Saint-Petersbourg, là où tout a commencé…
Peu de villes sont capables de produire un acte de naissance. Ce n'est pas le cas de la Venise russe fondée le 16 mai 1703 sur ordre de Pierre le Grand.
Cette « fenêtre ouverte sur l’Europe » naquit sur l’île aux lièvres. Là où se trouvent aujourd’hui la forteresse Pierre-et-Paul et sa cathédrale à flèche d’or qui accueille la nécropole des Romanoff.
Juste en face de l’Ermitage, au-delà d’une Neva qui fait ici plusieurs centaines de mètres de large. Tous les midis, le canon y tonne. Une façon d’indiquer l’heure mais aussi de rappeler que l’histoire a toujours donné le tempo à la plus fascinante des cités russes.

Au prix du sang et de la sueur, Pierre le Grand fit donc construire ex nihilo sa capitale au milieu des marécages. Saint-Petersbourg (la ville de Pierre… tout simplement) émerge au fond du golfe de Finlande.
Au début de la première Guerre mondiale, le nom est jugé trop allemand (Sankt-Peterburg). Place à Petrograd, beaucoup plus russe. Ce qui ne dure pas. En 1917, la dynastie Romanoff dont la destinée se confond avec le lieu est balayée par la révolution.

Les bolcheviques prennent un pouvoir qu’ils s’empressent de ramener à la case départ : Moscou. Nouveau changement de patronyme. Ce sera Leningrad, cinq jours après la mort de Lénine (1924).
Un nom qui disparaît à son tour, après référendum en 1991, lorsque ce que l’on nomme désormais ici « le joug soviétique » en finit. Revoilà, en majesté, Saint-Petersbourg.
Plus qu’une anecdote, la certitude que le sceau du passé est ici partout inscrit. Le XVIIIe siècle étire les façades multicolores de ses palais qui défilent comme un diaporama lors des promenades en bateau sur les canaux.
En se perdant dans l’une des 1 000 salles de l’Ermitage (le plus grand musée du monde), l’on est pris dans un véritable tourbillon (60 000 pièces exposées, 3 millions en réserve).
L’on joue des coudes au milieu des touristes qui piétinent, appareils photos en main, devant les deux minuscules et magnifiques madones de Léonard de Vinci. Rembrandt, Titien, Rubens, Picasso, Goya, Monet, Gauguin, Matisse… Quel tournis.

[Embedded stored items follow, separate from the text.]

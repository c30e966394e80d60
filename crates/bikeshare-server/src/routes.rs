//! URL and method dispatch for the resource API.
//!
//! Bikes are served under `/resources` and, for older clients, `/api/bikes`.

use bikeshare_schema::{BikeId, Filter};
use tiny_http::Method;

pub const ROUTE_PREFIXES: [&str; 2] = ["/resources", "/api/bikes"];

#[derive(Debug, Clone, PartialEq, Eq)]
pub enum Route {
    Hello,
    Health,
    ListAvailable(Filter),
    Create,
    Get(BikeId),
    Replace(BikeId),
    Delete(BikeId),
    Reserve(BikeId),
    Clear(BikeId),
}

#[derive(Debug, Clone, Copy, PartialEq, Eq)]
pub enum RouteError {
    NotFound,
    MethodNotAllowed,
}

impl RouteError {
    pub fn status_code(self) -> u16 {
        match self {
            RouteError::NotFound => 404,
            RouteError::MethodNotAllowed => 405,
        }
    }

    pub fn message(self) -> &'static str {
        match self {
            RouteError::NotFound => "not found",
            RouteError::MethodNotAllowed => "method not allowed",
        }
    }
}

/// Split a request URL into its path and optional query string.
pub fn split_url(url: &str) -> (&str, Option<&str>) {
    match url.split_once('?') {
        Some((path, query)) => (path, Some(query)),
        None => (url, None),
    }
}

/// Decode `field=value&...` into listing criteria.
pub fn parse_filter(query: Option<&str>) -> Filter {
    match query {
        Some(q) => Filter::from_pairs(url::form_urlencoded::parse(q.as_bytes())),
        None => Filter::new(),
    }
}

/// Strip a resource prefix, returning what follows it (`""`, `"/"`, `"/{id}..."`).
fn strip_resource_prefix(path: &str) -> Option<&str> {
    ROUTE_PREFIXES.iter().find_map(|prefix| {
        path.strip_prefix(prefix)
            .filter(|rest| rest.is_empty() || rest.starts_with('/'))
    })
}

pub fn parse_route(method: &Method, url: &str) -> Result<Route, RouteError> {
    let (path, query) = split_url(url);

    match path {
        "/hello" => {
            return match method {
                Method::Get => Ok(Route::Hello),
                _ => Err(RouteError::MethodNotAllowed),
            }
        }
        "/health" => {
            return match method {
                Method::Get => Ok(Route::Health),
                _ => Err(RouteError::MethodNotAllowed),
            }
        }
        _ => {}
    }

    let rest = strip_resource_prefix(path).ok_or(RouteError::NotFound)?;
    let segments: Vec<&str> = rest.split('/').filter(|s| !s.is_empty()).collect();

    match (segments.as_slice(), method) {
        ([], Method::Get) => Ok(Route::ListAvailable(parse_filter(query))),
        ([], Method::Post) => Ok(Route::Create),
        ([], _) => Err(RouteError::MethodNotAllowed),
        ([id], Method::Get) => Ok(Route::Get(BikeId::new(*id))),
        ([id], Method::Put) => Ok(Route::Replace(BikeId::new(*id))),
        ([id], Method::Delete) => Ok(Route::Delete(BikeId::new(*id))),
        ([_], _) => Err(RouteError::MethodNotAllowed),
        ([id, "reserve"], Method::Patch) => Ok(Route::Reserve(BikeId::new(*id))),
        ([id, "clear"], Method::Patch) => Ok(Route::Clear(BikeId::new(*id))),
        ([_, "reserve" | "clear"], _) => Err(RouteError::MethodNotAllowed),
        _ => Err(RouteError::NotFound),
    }
}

Il faut également s’extasier devant les célèbres bulbes de la cathédrale Saint-Sauveur-sur-le-Sang-Versé qui ressemblent à des sucres d’orge, tout en rappelant que le bâtiment fut construit pour honorer la mémoire du tsar Alexandre II mortellement blessé par des anarchistes (1881).
Sans parler des jardins et des fontaines de Peterhof qui font écho à la splendeur du Versailles de notre Roi-Soleil.
Nuits blanches
Etonnant paradoxe. Dans une ville qui ne connaît, dit-on, que soixante jours sans pluie par an, tout est lumière. Saint-Petersbourg (5,2 millions d’habitants) se pose comme la rivale de Moscou (plus de 10 millions).

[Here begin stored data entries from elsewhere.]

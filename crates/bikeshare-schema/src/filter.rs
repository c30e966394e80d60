use crate::codec::get_path;
use crate::schema::RecordSchema;
use serde_json::Value;
use std::collections::BTreeMap;

/// Upper bound on records returned by an availability listing.
pub const LIST_LIMIT: usize = 10;

/// Caller-supplied equality criteria for an availability listing.
///
/// `available` is implied by the listing itself and never taken from the caller.
#[derive(Debug, Clone, Default, PartialEq, Eq)]
pub struct Filter {
    criteria: BTreeMap<String, String>,
}

impl Filter {
    pub fn new() -> Self {
        Self::default()
    }

    #[must_use]
    pub fn with(mut self, field: &str, value: &str) -> Self {
        self.insert(field, value);
        self
    }

    pub fn from_pairs<I, K, V>(pairs: I) -> Self
    where
        I: IntoIterator<Item = (K, V)>,
        K: AsRef<str>,
        V: AsRef<str>,
    {
        let mut filter = Self::new();
        for (k, v) in pairs {
            filter.insert(k.as_ref(), v.as_ref());
        }
        filter
    }

    fn insert(&mut self, field: &str, value: &str) {
        if field != "available" && !field.is_empty() {
            self.criteria.insert(field.to_owned(), value.to_owned());
        }
    }

    pub fn criteria(&self) -> &BTreeMap<String, String> {
        &self.criteria
    }

    pub fn is_empty(&self) -> bool {
        self.criteria.is_empty()
    }

    /// Whether a decoded record satisfies every criterion. Fields the schema
    /// does not declare never match.
    pub fn matches(&self, record: &Value, schema: &RecordSchema) -> bool {
        self.criteria.iter().all(|(field, expected)| {
            match (schema.field_type(field), get_path(record, field)) {
                (Some(ty), Some(stored)) => ty.matches_text(stored, expected),
                _ => false,
            }
        })
    }
}
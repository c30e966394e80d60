use std::sync::atomic::{AtomicBool, Ordering};
use std::sync::Arc;

/// Exit status after a second interrupt: 128 + SIGINT.
pub const FORCED_EXIT_CODE: i32 = 130;

/// Cooperative shutdown flag shared by the server loop and the signal handler.
#[derive(Debug, Clone, Default)]
pub struct ShutdownSignal {
    requested: Arc<AtomicBool>,
}

impl ShutdownSignal {
    pub fn new() -> Self {
        Self::default()
    }

    pub fn request(&self) {
        self.requested.store(true, Ordering::SeqCst);
    }

    pub fn is_requested(&self) -> bool {
        self.requested.load(Ordering::SeqCst)
    }

    /// Route SIGINT/SIGTERM into this flag. A second signal while shutting
    /// down exits immediately.
    pub fn install_handler(&self) -> Result<(), ctrlc::Error> {
        let requested = Arc::clone(&self.requested);
        ctrlc::set_handler(move || {
            if requested.swap(true, Ordering::SeqCst) {
                std::process::exit(FORCED_EXIT_CODE);
            }
            eprintln!("\nshutdown requested, finishing in-flight requests...");
        })
    }
}

#[cfg(test)]
mod tests {
    use super::*;

    #[test]
    fn clones_share_the_flag() {
        let signal = ShutdownSignal::new();
        let observer = signal.clone();
        assert!(!observer.is_requested());
        signal.request();
        assert!(observer.is_requested());
    }
}
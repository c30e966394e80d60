//! Resource store adapter for bikeshare.
//!
//! This crate provides the storage layer behind the [`ResourceStore`] trait:
//! `HashStore` keeps each bike as a flat hash of text fields with a counter for
//! identifiers, `DocumentStore` keeps native JSON documents with object ids.
//! Both hold their working set in memory and, when given a data directory,
//! write every mutation through to disk atomically under an exclusive
//! directory lock (`StoreLayout`, `DataDirLock`).

pub mod disk;
pub mod document;
pub mod hash;
pub mod layout;
pub mod lock;
mod query;

pub use document::DocumentStore;
pub use hash::HashStore;
pub use layout::{BackendKind, StoreLayout, STORE_FORMAT_VERSION};
pub use lock::DataDirLock;

use bikeshare_schema::{Bike, BikeFields, BikeId, CodecError, Filter, Variant};
use std::path::{Path, PathBuf};
use std::sync::Arc;
use thiserror::Error;

/// Fsync a directory so that a preceding `rename()` is durable.
pub(crate) fn fsync_dir(dir: &Path) -> Result<(), std::io::Error> {
    let f = std::fs::File::open(dir)?;
    f.sync_all()
}

#[derive(Debug, Error)]
pub enum StoreError {
    #[error("bike not found: {0}")]
    NotFound(BikeId),
    /// The backend can no longer be trusted to hold writes. Fatal to the process.
    #[error("store unavailable: {0}")]
    Unavailable(String),
    #[error("stored record is unreadable: {0}")]
    Codec(#[from] CodecError),
    #[error("store I/O error: {0}")]
    Io(#[from] std::io::Error),
    #[error("data directory is locked by another process: {0}")]
    Locked(PathBuf),
    #[error("store format version mismatch: expected {expected}, found {found}")]
    VersionMismatch { expected: u32, found: u32 },
    #[error("data directory holds a {found} store, expected {expected}")]
    BackendMismatch {
        expected: BackendKind,
        found: BackendKind,
    },
    #[error("serialization error: {0}")]
    Serialization(#[from] serde_json::Error),
}

/// Result of a conditional write on the `available` flag.
#[derive(Debug, Clone, Copy, PartialEq, Eq)]
pub enum CasOutcome {
    Applied,
    /// No record matched: either it does not exist or its flag differed.
    NoMatch,
}

/// Uniform create/read/update/delete over a configured backend.
///
/// Implementations are shared across request threads; every method is atomic
/// with respect to the others on the same store.
pub trait ResourceStore: Send + Sync {
    fn backend(&self) -> BackendKind;

    /// Persist a new bike under a fresh identifier, `available = true`.
    fn create(&self, fields: &BikeFields) -> Result<BikeId, StoreError>;

    fn read(&self, id: &BikeId) -> Result<Bike, StoreError>;

    fn exists(&self, id: &BikeId) -> Result<bool, StoreError>;

    /// Replace every client-writable field. `id` and `available` are kept as stored.
    fn replace(&self, id: &BikeId, fields: &BikeFields) -> Result<Bike, StoreError>;

    fn delete(&self, id: &BikeId) -> Result<(), StoreError>;

    /// Up to [`bikeshare_schema::LIST_LIMIT`] available bikes matching `filter`,
    /// cheapest first.
    fn find_available(&self, filter: &Filter) -> Result<Vec<Bike>, StoreError>;

    /// Set `available` to `new` only if it currently equals `expected`, as one
    /// atomic step.
    fn set_available_if(
        &self,
        id: &BikeId,
        expected: bool,
        new: bool,
    ) -> Result<CasOutcome, StoreError>;
}

/// Open the backend a variant runs on. `None` keeps everything in memory.
pub fn open_store(
    variant: Variant,
    data_dir: Option<&Path>,
) -> Result<Arc<dyn ResourceStore>, StoreError> {
    let store: Arc<dyn ResourceStore> = match (BackendKind::for_variant(variant), data_dir) {
        (BackendKind::Hash, Some(dir)) => Arc::new(HashStore::open(dir)?),
        (BackendKind::Hash, None) => Arc::new(HashStore::in_memory()),
        (BackendKind::Document, Some(dir)) => Arc::new(DocumentStore::open(dir)?),
        (BackendKind::Document, None) => Arc::new(DocumentStore::in_memory()),
    };
    Ok(store)
}

#[cfg(test)]
pub(crate) fn sample_fields(cost: f64) -> BikeFields {
    BikeFields {
        manufacturer: "Trek".to_owned(),
        model: "X1".to_owned(),
        bike_type: bikeshare_schema::BikeType::Road,
        hourly_cost: cost,
        owner_user_id: bikeshare_schema::OwnerId::Numeric(1),
        suitable_height_in_meters: 1.7,
        maximum_weight_in_kg: 100.0,
    }
}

A la capitale, les affaires, le bruit, le pouvoir, les gigantesques gratte-ciel soviétiques. À Saint-Petersbourg, le charme, l’insouciance, le bonheur de vivre. Il y a, dans cet antagonisme, quelque chose qui rappelle l’opposition entre Paris et Marseille.
A un détail près… La très « méridionale » Saint-Petersbourg, en fait la métropole la plus septentrionale du monde, se situe à plus de 700 kilomètres au nord de sa grande sœur. Et, en guise de Cannebière, dispose d’une Neva, prisonnière des glaces pendant des semaines.
Le contraste atteint son zénith lors des fameuses nuits blanches qui, de fin mai à mi-juillet, mettent la ville (envahie de touristes) en transe. Le soleil ne s’y couche plus… et les Petersbourgeois pas trop.
Ils flânent, déambulent, se rendent vers une heure du matin au lever des ponts rapidement devenu l’un des moments incontournables de soirées qui n’en finissent plus. Sur les quais, une boutade circule.
« Si Dieu a créé les nuits blanches à Saint-Petersbourg, c’est qu’il n’y avait pas assez de toute la journée pour en découvrir les merveilles ».